▶ **DIRECTIONS FOR THIS TASK**
Print the complete set of entries exactly.

▶ **EXTRACTED INFORMATION**
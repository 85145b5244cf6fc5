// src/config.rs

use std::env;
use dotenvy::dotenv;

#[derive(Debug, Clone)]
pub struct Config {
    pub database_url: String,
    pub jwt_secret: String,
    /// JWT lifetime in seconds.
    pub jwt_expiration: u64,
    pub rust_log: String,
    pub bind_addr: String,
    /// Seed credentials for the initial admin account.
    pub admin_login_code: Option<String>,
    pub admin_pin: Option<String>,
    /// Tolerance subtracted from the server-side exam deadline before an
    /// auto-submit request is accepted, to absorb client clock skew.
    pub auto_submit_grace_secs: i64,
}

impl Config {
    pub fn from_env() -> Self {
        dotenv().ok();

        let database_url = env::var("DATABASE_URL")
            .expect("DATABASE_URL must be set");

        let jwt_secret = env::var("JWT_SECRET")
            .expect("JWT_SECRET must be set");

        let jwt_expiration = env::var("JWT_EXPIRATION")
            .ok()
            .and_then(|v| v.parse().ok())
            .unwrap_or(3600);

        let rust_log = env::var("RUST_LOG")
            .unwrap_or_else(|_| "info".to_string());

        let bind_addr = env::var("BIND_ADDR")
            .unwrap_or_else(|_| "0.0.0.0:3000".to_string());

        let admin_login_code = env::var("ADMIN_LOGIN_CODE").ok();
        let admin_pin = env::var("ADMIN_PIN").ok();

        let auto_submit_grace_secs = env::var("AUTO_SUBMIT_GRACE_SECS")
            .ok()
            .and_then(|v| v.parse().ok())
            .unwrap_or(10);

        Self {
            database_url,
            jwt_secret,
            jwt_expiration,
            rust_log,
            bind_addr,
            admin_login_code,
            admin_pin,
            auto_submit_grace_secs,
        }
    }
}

▶ **SOLUTION FOR THIS EXERCISE**
repository 85145b5244cf6fc5
// src/config.rs

use std::env;
use dotenvy::dotenv;

#[derive(Debug, Clone)]
pub struct Config {
    pub database_url: String,
    pub jwt_secret: String,
    /// JWT lifetime in seconds.
    pub jwt_expiration: u64,
    pub rust_log: String,
    pub bind_addr: String,
    /// Seed credentials for the initial admin account.
    pub admin_login_code: Option<String>,
    pub admin_pin: Option<String>,
    /// Tolerance subtracted from the server-side exam deadline before an
    /// auto-submit request is accepted, to absorb client clock skew.
    pub auto_submit_grace_secs: i64,
}

impl Config {
    pub fn from_env() -> Self {
        dotenv().ok();

        let database_url = env::var("DATABASE_URL")
            .expect("DATABASE_URL must be set");

        let jwt_secret = env::var("JWT_SECRET")
            .expect("JWT_SECRET must be set");

        let jwt_expiration = env::var("JWT_EXPIRATION")
            .ok()
            .and_then(|v| v.parse().ok())
            .unwrap_or(3600);

        let rust_log = env::var("RUST_LOG")
            .unwrap_or_else(|_| "info".to_string());

        let bind_addr = env::var("BIND_ADDR")
            .unwrap_or_else(|_| "0.0.0.0:3000".to_string());

        let admin_login_code = env::var("ADMIN_LOGIN_CODE").ok();
        let admin_pin = env::var("ADMIN_PIN").ok();

        let auto_submit_grace_secs = env::var("AUTO_SUBMIT_GRACE_SECS")
            .ok()
            .and_then(|v| v.parse().ok())
            .unwrap_or(10);

        Self {
            database_url,
            jwt_secret,
            jwt_expiration,
            rust_log,
            bind_addr,
            admin_login_code,
            admin_pin,
            auto_submit_grace_secs,
        }
    }
}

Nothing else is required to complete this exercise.